TASK INPUT:
---+---

#![cfg(test)]
#![allow(clippy::unwrap_used, reason = "tests")]

use guides_values::{CssLength, GridUnit, GuideError, format_value, moduloize};

#[test]
fn numbers_gain_pixel_suffix() {
    assert_eq!(format_value(16), "16px");
    assert_eq!(format_value(0.5f64), "0.5px");
    assert_eq!(format_value(-4), "-4px");
}

#[test]
fn tokens_pass_through_unchanged() {
    assert_eq!(format_value("1fr"), "1fr");
    assert_eq!(format_value("auto"), "auto");
    assert_eq!(format_value(String::from("calc(100% - 8px)")), "calc(100% - 8px)");
}

#[test]
fn missing_value_formats_as_zero() {
    assert_eq!(format_value(CssLength::Unset), "0px");
    assert_eq!(format_value(None::<f64>), "0px");
    assert_eq!(format_value(Some(12)), "12px");
}

#[test]
fn modulo_keeps_sign_of_input() {
    let _ = env_logger::builder().is_test(true).try_init();
    assert_eq!(moduloize(14, 8.0).unwrap(), "6px");
    assert_eq!(moduloize(-2, 8.0).unwrap(), "-2px");
    assert_eq!(moduloize(-10, 8.0).unwrap(), "-2px");
    assert_eq!(moduloize(16, 8.0).unwrap(), "0px");
    assert_eq!(moduloize(-16, 8.0).unwrap(), "0px");
}

#[test]
fn modulo_reads_numeric_strings() {
    assert_eq!(moduloize("14", 8.0).unwrap(), "6px");
    assert_eq!(moduloize("21px", 4.0).unwrap(), "1px");
}

#[test]
fn modulo_of_missing_value_is_zero() {
    assert_eq!(moduloize(CssLength::Unset, 8.0).unwrap(), "0px");
    assert_eq!(moduloize(None::<i32>, 8.0).unwrap(), "0px");
}

#[test]
fn modulo_matches_formatter_on_remainder() {
    for value in [-17, -8, -1, 0, 3, 8, 9, 31] {
        let expected = format_value(GridUnit::new(8.0).unwrap().remainder(f64::from(value)));
        assert_eq!(moduloize(value, 8.0).unwrap(), expected, "value {value}");
    }
}

#[test]
fn non_positive_unit_is_rejected() {
    let _ = env_logger::builder().is_test(true).try_init();
    for unit in [0.0, -8.0, f64::NAN, f64::INFINITY] {
        assert!(matches!(
            moduloize(14, unit),
            Err(GuideError::InvalidArgument(_))
        ));
    }
}

#[test]
fn keyword_cannot_be_moduloized() {
    assert!(matches!(
        moduloize("auto", 8.0),
        Err(GuideError::InvalidArgument(_))
    ));
}

#[test]
fn grid_trim_and_fill() {
    let grid = GridUnit::new(8.0).unwrap();
    assert_eq!(grid.trim(14.0), 8.0);
    assert_eq!(grid.fill(14.0), 2.0);
    assert_eq!(grid.trim(-2.0), 0.0);
    assert_eq!(grid.fill(-2.0), -6.0);
    assert_eq!(grid.fill(24.0), 0.0);
}

#[test]
fn lengths_deserialize_from_loose_json() {
    let values: Vec<CssLength> = serde_json::from_str(r#"[16, "auto", null]"#).unwrap();
    assert_eq!(
        values,
        vec![
            CssLength::Pixels(16.0),
            CssLength::Token("auto".to_owned()),
            CssLength::Unset,
        ]
    );
}

#[test]
fn grid_unit_deserialization_validates() {
    let unit: GridUnit = serde_json::from_str("8").unwrap();
    assert_eq!(unit.get(), 8.0);
    let rejected = serde_json::from_str::<GridUnit>("0");
    assert!(matches!(rejected, Err(err) if err.to_string().contains("positive")));
}

#[test]
fn large_and_fine_grained_numbers_keep_precision() {
    assert_eq!(format_value(1234.5678), "1234.5678px");
    assert_eq!(format_value(16_777_217), "16777217px");
    assert_eq!(format_value("16777217"), "16777217");
    assert_eq!(moduloize(16_777_217, 8.0).unwrap(), "1px");
    assert_eq!(moduloize("16777217px", 8.0).unwrap(), "1px");
    assert_eq!(
        moduloize(1234.5678, 1000.0).unwrap(),
        format!("{}px", 1234.5678f64 % 1000.0)
    );
}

---+---

WHAT TO WORK ON:
Gather all lines from the listing above in which "InvalidArgument" occurs.

THE COMPLETED TASK:
            Err(GuideError::InvalidArgument(_))
        Err(GuideError::InvalidArgument(_))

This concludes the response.